# Pics of another everyday meal



## Puff1 (Apr 4, 2008)

Grilled chicken rubbed with Wolfe Rub Citrus (I had a little of a sample left. Larry you have to sell this stuff, it's awesome!) I also tried the smoker pellets I got from www.WolfeRub.com
This was supposed to be Pepsi & ketchup chicken but the chicken looked to good to cut up. The pellets gave a great herbage flavor.


----------



## ScottyDaQ (Apr 4, 2008)

Looks great! What's in the Ragu? besides Bellroll, onions n maters?


----------



## Cliff H. (Apr 4, 2008)

That is some good looking  "every day" food.


----------



## ronbeaux50 (Apr 4, 2008)

I'd eat that 'every day'!


----------



## Puff1 (Apr 4, 2008)

ScottyDaQ said:
			
		

> Looks great! What's in the Ragu? besides Bellroll, onions n maters?


Tomato soup, Pepsi, ketchup,garlic,parsley,& brown sugga'.
No Ragu foo....... :roll:


----------



## Captain Morgan (Apr 4, 2008)

you know I haven't bought a chicken breast to cook for
myself in about 5 years?  Might have to try one again.


----------



## LarryWolfe (Apr 5, 2008)

That looks great Puff!  Thanks for the props, I need a couple things to come together before I can bottle the Wolfe Rub Citrus.


----------



## surfinsapo (Apr 5, 2008)

Looks very delicious!!!


----------



## john a (Apr 5, 2008)

Terrific Puff. Great pic's, what kind of camera are you using?


----------



## Griff (Apr 5, 2008)

That does look good.


----------



## Puff1 (Apr 5, 2008)

John A. said:
			
		

> Terrific Puff. Great pic's, what kind of camera are you using?

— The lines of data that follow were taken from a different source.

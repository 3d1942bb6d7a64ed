//! Migration parameters (C15, §4.9): the user-facing knobs resolved by
//! `set_params` into the pipeline's internal flags.

/// Raw option set as accepted from the outer migration engine's configurator.
#[derive(Debug, Clone, Copy, Default)]
pub struct MigrationParams {
    pub blk: bool,
    pub shared: bool,
    pub sparse: bool,
}

impl MigrationParams {
    /// Resolves `shared`/`sparse` implying `blk`, per §4.9. The pipeline is active
    /// iff `blk_enable` is true after implications are applied.
    pub fn resolve(self) -> crate::pipeline::PipelineParams {
        let blk_enable = self.blk || self.shared || self.sparse;
        crate::pipeline::PipelineParams {
            blk_enable,
            shared_base: self.shared,
            sparse_enable: self.sparse,
        }
    }
}
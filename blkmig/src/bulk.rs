//! Bulk phase driver (C6): first-pass linear scan of one device.

use crate::chunk::CHUNK_SECTORS;
use crate::dms::DeviceMigState;
use crate::executor::ReadExecutor;

/// Outcome of advancing one device by one call.
#[derive(Debug, PartialEq, Eq)]
pub enum Status {
    /// The bulk cursor reached (or passed) the device end this call. No read was
    /// submitted.
    Done,
    /// The bulk cursor reached (or passed) the device end as a result of this
    /// call's read submission.
    DoneSubmitted,
    /// A read was submitted; more work remains.
    More,
}

impl Status {
    pub fn submitted(&self) -> bool {
        matches!(self, Status::More | Status::DoneSubmitted)
    }

    pub fn is_done(&self) -> bool {
        matches!(self, Status::Done | Status::DoneSubmitted)
    }
}

const ALLOCATION_SEARCH_WINDOW: u64 = crate::chunk::MAX_IS_ALLOCATED_SEARCH;

/// Advances `dev`'s bulk cursor by one chunk's worth of work, submitting at most
/// one asynchronous read. Mirrors `mig_save_device_bulk`.
pub fn advance_bulk(dev: &mut DeviceMigState, executor: &ReadExecutor) -> Status {
    if dev.shared_base {
        // Skip contiguous unallocated spans; shared_base means the destination
        // already has the base image, so only allocated deltas need shipping.
        while dev.cur_sector < dev.total_sectors {
            let (allocated, run) = dev
                .device
                .is_allocated(dev.cur_sector, ALLOCATION_SEARCH_WINDOW);
            if allocated {
                break;
            }
            dev.cur_sector += run.max(1);
        }
    }

    if dev.cur_sector >= dev.total_sectors {
        dev.completed_sectors = dev.total_sectors;
        dev.bulk_completed = true;
        return Status::Done;
    }

    dev.completed_sectors = dev.cur_sector;

    let chunk_start = (dev.cur_sector / CHUNK_SECTORS) * CHUNK_SECTORS;
    let nr_sectors = CHUNK_SECTORS.min(dev.total_sectors - chunk_start);

    dev.device.reset_dirty(chunk_start, nr_sectors);
    dev.aio_bitmap.set_range(chunk_start, nr_sectors, true);
    executor.submit_read(
        dev.device.clone(),
        dev.name().to_string(),
        chunk_start,
        nr_sectors,
        true,
        dev.sparse_enable,
    );

    dev.cur_sector = chunk_start + nr_sectors;

    if dev.cur_sector >= dev.total_sectors {
        dev.bulk_completed = true;
        Status::DoneSubmitted
    } else {
        Status::More
    }
}

#[cfg(test)]
mod tests {
    use super::*;
    use crate::driver::FileBlockDriver;
    use std::sync::Arc;

    fn scratch_file(len: u64, tag: &str) -> std::path::PathBuf {
        let mut path = std::env::temp_dir();
        path.push(format!("blkmig-bulk-test-{tag}-{}-{:?}", std::process::id(), std::thread::current().id()));
        let f = std::fs::File::create(&path).unwrap();
        f.set_len(len).unwrap();
        path
    }

    #[test]
    fn bulk_scan_advances_chunk_at_a_time_and_finishes() {
        let path = scratch_file((CHUNK_SECTORS * 512) * 3, "linear");
        let drv = Arc::new(FileBlockDriver::open("vda", &path).unwrap());
        let mut dev = DeviceMigState::new(drv, false, false);
        let exec = ReadExecutor::new(1);

        assert_eq!(advance_bulk(&mut dev, &exec), Status::More);
        assert_eq!(dev.cur_sector, CHUNK_SECTORS);
        assert_eq!(advance_bulk(&mut dev, &exec), Status::More);
        // Third call submits the final chunk's read and crosses the device end.
        assert_eq!(advance_bulk(&mut dev, &exec), Status::DoneSubmitted);
        assert!(dev.bulk_completed);
        assert_eq!(dev.cur_sector, dev.total_sectors);
        // completed_sectors only catches up to total_sectors once a later call
        // observes cur_sector already past the end (§4.3 step 2).
        assert_eq!(advance_bulk(&mut dev, &exec), Status::Done);
        assert_eq!(dev.completed_sectors, dev.total_sectors);

        std::fs::remove_file(path).ok();
    }

    #[test]
    fn calling_done_again_is_idempotent() {
        let path = scratch_file(CHUNK_SECTORS * 512, "tiny");
        let drv = Arc::new(FileBlockDriver::open("vda", &path).unwrap());
        let mut dev = DeviceMigState::new(drv, false, false);
        let exec = ReadExecutor::new(1);

        // A single-chunk device still submits its one read before reporting done.
        assert_eq!(advance_bulk(&mut dev, &exec), Status::DoneSubmitted);
        assert_eq!(advance_bulk(&mut dev, &exec), Status::Done);
    }
}
//! Async read executor (C13): a fixed worker-thread pool that performs the
//! synchronous `BlockDriver::read_sync` calls off the cooperative thread, handing
//! results back only at the two suspension points the core observes them at —
//! the explicit `poll_completions` call inside `iterate`, and the explicit drain
//! before resubmitting a chunk that's already in flight.

use std::sync::atomic::{AtomicU64, Ordering};
use std::sync::Arc;
use std::thread::JoinHandle;
use std::time::Instant;

use crossbeam_channel::{Receiver, Sender};

use crate::driver::BlockDriver;
use crate::record::BlockRecord;

struct ReadJob {
    device: Arc<dyn BlockDriver>,
    device_name: String,
    sector: u64,
    nr_sectors: u64,
    from_bulk: bool,
    sparse_enable: bool,
}

/// A finished read, with the wall-clock instant it completed. The pipeline's
/// bandwidth estimator measures intervals between these instants rather than
/// each worker's own service duration, so concurrent workers don't inflate the
/// estimate past real wall-clock throughput.
pub struct ReadCompletion {
    pub record: BlockRecord,
    pub completed_at: Instant,
}

/// Fixed-size worker pool dispatching `read_sync` calls off the cooperative thread.
pub struct ReadExecutor {
    job_tx: Sender<ReadJob>,
    completion_rx: Receiver<ReadCompletion>,
    workers: Vec<JoinHandle<()>>,
    in_flight: AtomicU64,
}

impl ReadExecutor {
    pub fn new(num_workers: usize) -> Self {
        let (job_tx, job_rx) = crossbeam_channel::unbounded::<ReadJob>();
        let (completion_tx, completion_rx) = crossbeam_channel::unbounded::<ReadCompletion>();

        let workers = (0..num_workers.max(1))
            .map(|_| {
                let job_rx = job_rx.clone();
                let completion_tx = completion_tx.clone();
                std::thread::spawn(move || {
                    while let Ok(job) = job_rx.recv() {
                        let mut record = BlockRecord::new(
                            job.device_name,
                            job.sector,
                            job.nr_sectors,
                            job.from_bulk,
                            job.sparse_enable,
                        );
                        let len = record.buf.len().min(
                            (job.nr_sectors * crate::chunk::SECTOR_BYTES) as usize,
                        );
                        record.result = job.device.read_sync(job.sector, job.nr_sectors, &mut record.buf[..len]);
                        let completed_at = Instant::now();
                        if completion_tx.send(ReadCompletion { record, completed_at }).is_err() {
                            break;
                        }
                    }
                })
            })
            .collect();

        Self {
            job_tx,
            completion_rx,
            workers,
            in_flight: AtomicU64::new(0),
        }
    }

    /// Submits a read. Non-blocking; the result arrives on a later `poll_completions`.
    #[allow(clippy::too_many_arguments)]
    pub fn submit_read(
        &self,
        device: Arc<dyn BlockDriver>,
        device_name: String,
        sector: u64,
        nr_sectors: u64,
        from_bulk: bool,
        sparse_enable: bool,
    ) {
        self.in_flight.fetch_add(1, Ordering::SeqCst);
        // channel is unbounded and workers never exit while `self` is alive, so this
        // can only fail during shutdown, which callers don't do mid-attempt.
        let _ = self.job_tx.send(ReadJob {
            device,
            device_name,
            sector,
            nr_sectors,
            from_bulk,
            sparse_enable,
        });
    }

    pub fn in_flight_count(&self) -> u64 {
        self.in_flight.load(Ordering::SeqCst)
    }

    /// Drains every completion currently available without blocking. Called once
    /// per `iterate`.
    pub fn poll_completions(&self) -> Vec<ReadCompletion> {
        let mut out = Vec::new();
        while let Ok(c) = self.completion_rx.try_recv() {
            self.in_flight.fetch_sub(1, Ordering::SeqCst);
            out.push(c);
        }
        out
    }

    /// Blocks until at least one completion is available, then drains the rest
    /// non-blockingly. Used when resubmitting a chunk already in flight forces a
    /// wait for room.
    pub fn drain_blocking(&self) -> Vec<ReadCompletion> {
        let mut out = Vec::new();
        if let Ok(first) = self.completion_rx.recv() {
            self.in_flight.fetch_sub(1, Ordering::SeqCst);
            out.push(first);
        }
        out.extend(self.poll_completions());
        out
    }
}

impl Drop for ReadExecutor {
    fn drop(&mut self) {
        // Dropping job_tx's last sender closes the channel; workers see recv() fail
        // and exit. We don't join here to avoid blocking on slow in-flight I/O during
        // teardown; threads are daemon-like for the process lifetime of a CLI run.
        for w in self.workers.drain(..) {
            drop(w);
        }
    }
}
//! Content tree navigation and page/attachment mutations.

use std::collections::HashMap;
use std::sync::Arc;

use bytes::Bytes;
use serde::Serialize;
use thiserror::Error;
use tracing::{info, warn};

use crate::application::access::{AccessError, AccessService};
use crate::application::repos::{
    AclsRepo, CreateAttachmentParams, CreatePageParams, NodesRepo, NodesWriteRepo, RepoError,
    UpdateAttachmentParams, UpdatePageParams,
};
use crate::cache::ObjectCache;
use crate::domain::acl::AclDraft;
use crate::domain::error::DomainError;
use crate::domain::nodes::{
    Attachment, AttachmentPayload, Breadcrumb, ContentNode, NodeMeta, Page,
};
use crate::domain::types::{BlobId, NodeId};
use crate::domain::users::UserProfile;
use crate::domain::validation::{link_file_name, validate_link, validate_page_name};

pub const ROOT_PAGE_NAME: &str = "Home";
pub const ROOT_PAGE_TITLE: &str = "Welcome to App Engine Site Creator";
pub const RECENT_PAGE_LIMIT: u32 = 10;

#[derive(Debug, Error)]
pub enum TreeError {
    #[error("{0}")]
    Validation(String),
    #[error("write access denied for node {0}")]
    Forbidden(NodeId),
    #[error("{entity} not found")]
    NotFound { entity: &'static str },
    #[error(transparent)]
    Access(#[from] AccessError),
    #[error(transparent)]
    Repo(#[from] RepoError),
}

impl From<DomainError> for TreeError {
    fn from(err: DomainError) -> Self {
        match err {
            DomainError::Validation { message, .. } => TreeError::Validation(message),
            DomainError::NotFound { entity } => TreeError::NotFound { entity },
            DomainError::Invariant { message } => {
                TreeError::Repo(RepoError::Integrity { message })
            }
        }
    }
}

#[derive(Debug, Clone)]
pub struct SavePageCommand {
    pub name: String,
    pub title: String,
    pub content: String,
}

/// Whether a save creates a child page or edits an existing one.
#[derive(Debug, Clone, Copy)]
pub enum PageTarget<'a> {
    Create { parent: &'a Page },
    Update { page: &'a Page },
}

#[derive(Debug, Clone)]
pub enum UploadSource {
    File { file_name: String, data: Bytes },
    Link { url: String },
}

#[derive(Debug, Clone)]
pub struct UploadCommand {
    pub source: UploadSource,
    pub hidden: bool,
}

/// One node of the JSON tree consumed by the admin page picker.
#[derive(Debug, Clone, Serialize)]
pub struct TreeNode {
    pub title: String,
    pub path: String,
    pub id: String,
    pub edit_url: String,
    pub child_url: String,
    pub delete_url: String,
    #[serde(skip_serializing_if = "Vec::is_empty")]
    pub children: Vec<TreeNode>,
}

#[derive(Debug, Clone, Serialize)]
pub struct TreeData {
    pub identifier: &'static str,
    pub label: &'static str,
    pub items: Vec<TreeNode>,
}

#[derive(Debug, Clone)]
pub struct SitemapEntry {
    pub page: Page,
    pub path: String,
    pub depth: usize,
}

/// Pages indexed by parent, children ordered by name.
struct PageIndex {
    children: HashMap<NodeId, Vec<Page>>,
}

impl PageIndex {
    fn new(pages: Vec<Page>) -> Self {
        let mut children: HashMap<NodeId, Vec<Page>> = HashMap::new();
        for page in pages {
            if let Some(parent) = page.meta.parent_id {
                children.entry(parent).or_default().push(page);
            }
        }
        for siblings in children.values_mut() {
            siblings.sort_by(|a, b| a.meta.name.cmp(&b.meta.name));
        }
        Self { children }
    }

    fn children_of(&self, id: NodeId) -> &[Page] {
        self.children.get(&id).map(Vec::as_slice).unwrap_or_default()
    }
}

#[derive(Clone)]
pub struct TreeService {
    nodes: Arc<dyn NodesRepo>,
    writer: Arc<dyn NodesWriteRepo>,
    acls: Arc<dyn AclsRepo>,
    access: AccessService,
    cache: Arc<ObjectCache>,
}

Thanks, a Cannon PowerShot A 540.


----------



## Captain Morgan (Apr 5, 2008)

Puff said:
			
		

> John A. said:
> 
> 
> 
> ...









showoff


----------



## 007bond-jb (Apr 5, 2008)

Looks great Puff, Never seen them flavor pellets here


----------



## Unity (Apr 5, 2008)

007bond-jb said:
			
		

> Looks great Puff, Never seen them flavor pellets here


+1. Where'd you find the pellets?

--John


----------



## john a (Apr 5, 2008)

Thanks Puff. My Powershot 530 gave up the ghost after almost 8,000 pictures and I'm trying a 590 now. Wanted a 540 but no one here has them anymore  :twisted:


----------



## Smokey_Joe (Apr 5, 2008)

*Is this a good deal on one?*

$90 Buy-it-Now

http://cgi.ebay.com/Canon-PowerShot-A54 ... dZViewItem


----------



## john a (Apr 5, 2008)

Smokey_Joe said:
			
		

> *Is this a good deal on one?*
> 
> $90 Buy-it-Now
> 
> http://cgi.ebay.com/Canon-PowerShot-A54 ... dZViewItem



If it works as advertised I do not see how you can go wrong Joe. You're gonna have to get Puff to teach you to use it.


----------



## Puff1 (Apr 5, 2008)

Captain Morgan said:
			
		

> Puff said:
> 
> 
> 
> ...









showoff[/quote:3g7b6a1s]
He asked... :P


----------



## Puff1 (Apr 5, 2008)

Unity said:
			
		

> 007bond-jb said:
> 
> 
> 
> ...


Right here www.WolfeRub.com
Lots of different flavors.


----------



## john a (Apr 5, 2008)

Puff said:
			
		

> Unity said:
> 
> 
> 
> ...



I was going to do that but wondered if they were yanking Larry's chain?


----------



## Unity (Apr 5, 2008)

Puff said:
			
		

> Unity said:
> 
> 
> 
> ...


  I've never clicked on 'wood pellets.'   

--John
(That site just keeps on growing.)


----------



## Rag1 (Apr 6, 2008)

Nice looking sauce. making up sauces is major fun.
Chicken came out real nice.


----------



## Tannehill Kid (Apr 6, 2008)

Looks great.


----------